How a Heritage Manufacturer Built a Single Source of Truth
A multi-region heritage manufacturer had grown organically for decades. Leadership lacked a single trusted view of commercial performance. We delivered an honest, independent assessment and a sequenced roadmap.
The Situation
A heritage manufacturer with operations across multiple regions had grown organically for decades. The business had become more complex, but the way data was captured, stored, and reported had not kept up. Multiple systems, regional differences in process, and a growing reliance on spreadsheets meant leadership did not have a single trusted view of how the business was performing.
The pattern was familiar. People in the organization were working hard. The systems they relied on were doing their jobs. But the gap between the information leadership needed and the information leadership could trust was widening.
The leadership team did not want a long list of IT projects. They wanted an honest, independent assessment of where the business stood, what was holding it back, and what to do first.
What We Did
We ran a Data Readiness Assessment across the business. The work combined structured diagnostic methodology with deep on-the-ground discovery, designed to surface the real constraints rather than the surface-level symptoms.
The assessment included:
- Cross-functional stakeholder interviews spanning commercial, operations, quality, supply chain, finance, and leadership
- End-to-end mapping of the business processes that drive commercial performance
- Architectural review of the systems and data flows already in place
- An AI readiness evaluation grounded in actual data maturity rather than aspiration
- A constraint analysis that distilled hundreds of observations into the small number of issues that mattered most
- An executive summary and a sequenced roadmap with quick wins inside the first 30 days
What Changed
The leadership team came away with three things they had not had before.

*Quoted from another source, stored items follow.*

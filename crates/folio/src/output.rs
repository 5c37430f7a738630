//! Colored terminal output utilities.

use console::{Style, Term};

/// Terminal output formatter.
pub(crate) struct Output {
    term: Term,
    green: Style,
    yellow: Style,
    red: Style,
}

impl Output {
    #[must_use]
    pub(crate) fn new() -> Self {
        Self {
            term: Term::stderr(),
            green: Style::new().green(),
            yellow: Style::new().yellow(),
            red: Style::new().red(),
        }
    }

    pub(crate) fn info(&self, msg: &str) {
        let _ = self.term.write_line(msg);
    }

    /// Print a success message (green).
    pub(crate) fn success(&self, msg: &str) {
        let _ = self.term.write_line(&self.green.apply_to(msg).to_string());
    }

    /// Print a warning message (yellow).
    pub(crate) fn warning(&self, msg: &str) {
        let _ = self.term.write_line(&self.yellow.apply_to(msg).to_string());
    }

    /// Print an error message (red).
    pub(crate) fn error(&self, msg: &str) {
        let _ = self.term.write_line(&self.red.apply_to(msg).to_string());
    }
}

A single, evidence-based picture of how data moves through the business. For the first time, they had a cross-functional view that connected commercial decisions, operational execution, and financial outcomes in one place.

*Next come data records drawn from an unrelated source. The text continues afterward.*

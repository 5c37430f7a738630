//! Page metadata derived from a document.
//!
//! [`PageMetadata`] is a pure projection of a [`Document`]: the display
//! title after fallback, the parsed publication date and the description.
//! Nothing here is defaulted: an absent date or description stays absent so
//! the page omits the corresponding element.

use chrono::{DateTime, Local, NaiveDate, NaiveTime};
use serde::Serialize;

use crate::document::Document;
use crate::error::{RenderError, Warning};

/// Format of the `date` export.
pub const DATE_FORMAT: &str = "%Y-%m-%d";

/// Human-readable date format (`June 15, 2025`).
const DISPLAY_DATE_FORMAT: &str = "%B %-d, %Y";

/// Derived facts about one page.
#[derive(Clone, Debug, PartialEq, Eq, Serialize)]
pub struct PageMetadata {
    pub url: String,
    /// Display title; never empty.
    pub title: String,
    #[serde(skip_serializing_if = "Option::is_none")]
    pub date: Option<NaiveDate>,
    #[serde(skip_serializing_if = "Option::is_none")]
    pub description: Option<String>,
}

/// Metadata plus the non-fatal diagnostics raised while deriving it.
#[derive(Clone, Debug, PartialEq, Eq)]
pub struct Resolved {
    pub metadata: PageMetadata,
    pub warnings: Vec<Warning>,
}

impl PageMetadata {
    /// Derive metadata for `document`, logging any warnings.
    ///
    /// # Errors
    ///
    /// Returns [`RenderError::UnresolvableTitle`] when the document has no
    /// title export, no outline entry and no name.
    pub fn resolve(document: &Document) -> Result<Resolved, RenderError> {
        let resolved = Self::derive(document)?;
        for warning in &resolved.warnings {
            match warning {
                Warning::MalformedDate { url, value } => {
                    tracing::warn!(url = %url, value = %value, "Malformed date, omitting it");
                }
            }
        }
        Ok(resolved)
    }

    /// Derive metadata for `document` without logging.
    pub(crate) fn derive(document: &Document) -> Result<Resolved, RenderError> {
        let title = document
            .display_title()
            .ok_or_else(|| RenderError::UnresolvableTitle {
                url: document.url.clone(),
            })?
            .trim()
            .to_owned();

        let mut warnings = Vec::new();
        let date = document.exports.date().and_then(|raw| match parse_date(raw) {
            Some(date) => Some(date),
            None => {
                warnings.push(Warning::MalformedDate {
                    url: document.url.clone(),
                    value: raw.to_owned(),
                });
                None
            }
        });

        Ok(Resolved {
            metadata: Self {
                url: document.url.clone(),
                title,
                date,
                description: document.exports.description().map(str::to_owned),
            },
            warnings,
        })
    }

    /// Publication date at local midnight.
    ///
    /// Returns `None` when there is no date, or when local midnight does not
    /// exist on that day (a DST gap).
    #[must_use]
    pub fn local_midnight(&self) -> Option<DateTime<Local>> {
        self.date?
            .and_time(NaiveTime::MIN)
            .and_local_timezone(Local)
            .earliest()
    }

    /// Publication date formatted for display, e.g. `June 15, 2025`.
    #[must_use]
    pub fn display_date(&self) -> Option<String> {
        self.date.map(format_date)
    }

    /// Publication date in ISO form, e.g. `2025-06-15`.
    #[must_use]
    pub fn iso_date(&self) -> Option<String> {
        self.date.map(|date| date.format(DATE_FORMAT).to_string())
    }
}

/// Parse a `YYYY-MM-DD` date.
#[must_use]
pub fn parse_date(raw: &str) -> Option<NaiveDate> {
    NaiveDate::parse_from_str(raw.trim(), DATE_FORMAT).ok()
}

/// Format a date for display, e.g. `June 15, 2025`.
#[must_use]
pub fn format_date(date: NaiveDate) -> String {
    date.format(DISPLAY_DATE_FORMAT).to_string()
}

Clarity on what matters most. Instead of a long list of competing priorities, the assessment isolated the underlying constraints that sat beneath the surface symptoms. Leadership had a shared language for talking about them.

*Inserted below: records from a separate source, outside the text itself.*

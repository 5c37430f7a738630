//! Grammar representation: ordered lexing rules plus word tables.
//!
//! A grammar is a list of anchored regular expressions tried in order at
//! the current position. The first rule that matches a non-empty prefix
//! wins. Rules either emit a fixed set of categories or classify the matched
//! word against the grammar's word tables (keywords, literals, builtins).
//!
//! A rule may restrict the emitted token to a named group `t` that starts at
//! the match start. This stands in for lookahead, which the `regex` crate
//! does not support: `(?P<t>[a-z]+)\s*\(` emits only the identifier of a
//! call and leaves the parenthesis for the next rule.

use regex::Regex;

use crate::category::{Category, CategorySet};
use crate::language::Language;

/// What a rule does with the text it matched.
#[derive(Debug, Clone, Copy)]
pub(crate) enum Action {
    /// Emit the match with fixed categories (possibly none).
    Emit(CategorySet),
    /// Classify the match against the word tables; use the fallback
    /// category when no table contains the word.
    Word(Option<Category>),
}

/// One lexing rule.
#[derive(Debug)]
pub(crate) struct Rule {
    pattern: Regex,
    action: Action,
    line_start: bool,
    captures: bool,
}

impl Rule {
    pub(crate) fn emit(pattern: &str, categories: impl Into<CategorySet>) -> Self {
        Self::new(pattern, Action::Emit(categories.into()))
    }

    pub(crate) fn plain(pattern: &str) -> Self {
        Self::new(pattern, Action::Emit(CategorySet::EMPTY))
    }

    pub(crate) fn word(pattern: &str, fallback: Option<Category>) -> Self {
        Self::new(pattern, Action::Word(fallback))
    }

    /// Only try this rule at the start of a line.
    pub(crate) fn at_line_start(mut self) -> Self {
        self.line_start = true;
        self
    }

    fn new(pattern: &str, action: Action) -> Self {
        let anchored = format!("^(?:{pattern})");
        Self {
            pattern: Regex::new(&anchored).expect("grammar patterns are valid regexes"),
            action,
            line_start: false,
            captures: pattern.contains("(?P<t>"),
        }
    }

    /// Length of the token this rule produces at the start of `rest`.
    fn match_len(&self, rest: &str) -> Option<usize> {
        let len = if self.captures {
            let caps = self.pattern.captures(rest)?;
            let group = caps.name("t")?;
            if group.start() != 0 {
                return None;
            }
            group.end()
        } else {
            self.pattern.find(rest)?.end()
        };
        (len > 0).then_some(len)
    }
}

/// Word tables used by [`Action::Word`] rules.
#[derive(Debug, Clone, Copy)]
pub(crate) struct Words {
    pub(crate) keywords: &'static [&'static str],
    pub(crate) booleans: &'static [&'static str],
    pub(crate) constants: &'static [&'static str],
    pub(crate) builtins: &'static [&'static str],
    /// Compare words ASCII case-insensitively (DOT keywords).
    pub(crate) case_insensitive: bool,
    /// Category for identifiers starting with an uppercase letter.
    pub(crate) capitalized: Option<Category>,
    /// Treat `ALL_CAPS` identifiers as constants.
    pub(crate) screaming_constants: bool,
}

impl Words {
    pub(crate) const NONE: Self = Self {
        keywords: &[],
        booleans: &[],
        constants: &[],
        builtins: &[],
        case_insensitive: false,
        capitalized: None,
        screaming_constants: false,
    };

    fn contains(&self, table: &[&str], word: &str) -> bool {
        if self.case_insensitive {
            table.iter().any(|w| w.eq_ignore_ascii_case(word))
        } else {
            table.contains(&word)
        }
    }

    fn classify(&self, word: &str, fallback: Option<Category>) -> CategorySet {
        if self.contains(self.keywords, word) {
            return Category::Keyword.into();
        }
        if self.contains(self.booleans, word) {
            return Category::Boolean.into();
        }
        if self.contains(self.constants, word) {
            return Category::Constant.into();
        }
        if self.contains(self.builtins, word) {
            return Category::Builtin.into();
        }
        if let Some(category) = fallback {
            return category.into();
        }
        if self.screaming_constants && is_screaming_case(word) {
            return Category::Constant.into();
        }
        match self.capitalized {
            Some(category) if word.starts_with(|c: char| c.is_ascii_uppercase()) => {
                category.into()
            }
            _ => CategorySet::EMPTY,
        }
    }
}

fn is_screaming_case(word: &str) -> bool {
    word.len() > 1
        && word.chars().any(|c| c.is_ascii_uppercase())
        && word
            .chars()
            .all(|c| c.is_ascii_uppercase() || c.is_ascii_digit() || c == '_')
}

/// Compiled lexing rules for one language.
#[derive(Debug)]
pub struct Grammar {
    language: Language,
    rules: Vec<Rule>,
    words: Words,
}

impl Grammar {
    pub(crate) fn new(language: Language, rules: Vec<Rule>, words: Words) -> Self {
        Self {
            language,
            rules,
            words,
        }
    }

    /// Language this grammar lexes.
    #[must_use]
    pub fn language(&self) -> Language {
        self.language
    }

    /// Try every rule at the start of `rest`.
    ///
    /// Returns the token length and its categories, or `None` when no rule
    /// matches (the caller then consumes one character as plain text).
    pub(crate) fn match_at(&self, rest: &str, at_line_start: bool) -> Option<(usize, CategorySet)> {
        self.rules
            .iter()
            .filter(|rule| at_line_start || !rule.line_start)
            .find_map(|rule| {
                let len = rule.match_len(rest)?;
                let categories = match rule.action {
                    Action::Emit(categories) => categories,
                    Action::Word(fallback) => self.words.classify(&rest[..len], fallback),
                };
                Some((len, categories))
            })
    }
}

#[cfg(test)]
mod tests {
    use super::*;

    fn words() -> Words {
        Words {
            keywords: &["if", "return"],
            booleans: &["true"],
            constants: &["null"],
            builtins: &["console"],
            capitalized: Some(Category::ClassName),
            screaming_constants: true,
            ..Words::NONE
        }
    }

    #[test]
    fn test_rule_is_anchored() {
        let rule = Rule::emit(r"\d+", Category::Number);
        assert_eq!(rule.match_len("42 apples"), Some(2));
        assert_eq!(rule.match_len("apples 42"), None);
    }

    #[test]
    fn test_rule_capture_group_limits_token() {
        let rule = Rule::word(r"(?P<t>[a-z]+)\s*\(", Some(Category::Function));
        assert_eq!(rule.match_len("call (x)"), Some(4));
        assert_eq!(rule.match_len("call x"), None);
    }

    #[test]
    fn test_rule_rejects_empty_match() {
        let rule = Rule::plain(r"\s*");
        assert_eq!(rule.match_len("abc"), None);
    }

    #[test]
    fn test_classify_word_tables() {
        let words = words();
        assert_eq!(words.classify("if", None), CategorySet::of(Category::Keyword));
        assert_eq!(words.classify("true", None), CategorySet::of(Category::Boolean));
        assert_eq!(words.classify("null", None), CategorySet::of(Category::Constant));
        assert_eq!(words.classify("console", None), CategorySet::of(Category::Builtin));
        assert_eq!(words.classify("MAX_SIZE", None), CategorySet::of(Category::Constant));
        assert_eq!(words.classify("Widget", None), CategorySet::of(Category::ClassName));
        assert_eq!(words.classify("value", None), CategorySet::EMPTY);
    }

    #[test]
    fn test_classify_keyword_beats_fallback() {
        let words = words();
        assert_eq!(
            words.classify("if", Some(Category::Function)),
            CategorySet::of(Category::Keyword)
        );
        assert_eq!(
            words.classify("render", Some(Category::Function)),
            CategorySet::of(Category::Function)
        );
    }

    #[test]
    fn test_classify_case_insensitive() {
        let words = Words {
            keywords: &["digraph"],
            case_insensitive: true,
            ..Words::NONE
        };
        assert_eq!(words.classify("DiGraph", None), CategorySet::of(Category::Keyword));
    }

    #[test]
    fn test_line_start_rules_skipped_mid_line() {
        let grammar = Grammar::new(
            Language::Markdown,
            vec![Rule::emit(r"#[^\n]*", Category::Title).at_line_start()],
            Words::NONE,
        );
        assert!(grammar.match_at("# Title", true).is_some());
        assert!(grammar.match_at("# Title", false).is_none());
    }
}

A practical place to start. The recommendations were sequenced by impact and feasibility. Internal teams were able to begin working on the highest-priority items immediately, while a small number of targeted areas were identified for external support.
The assessment documentation continues to serve as the reference point for data-related investment decisions across the business.
Why This Pattern Repeats
Heritage businesses do not lack effort or talent. They lack clarity on which of the many things they could fix would actually move the needle. A Data Readiness Assessment is not a diagnostic for the sake of diagnosis. It is the work that gets a leadership team to a defensible answer about where to start, why, and what to expect.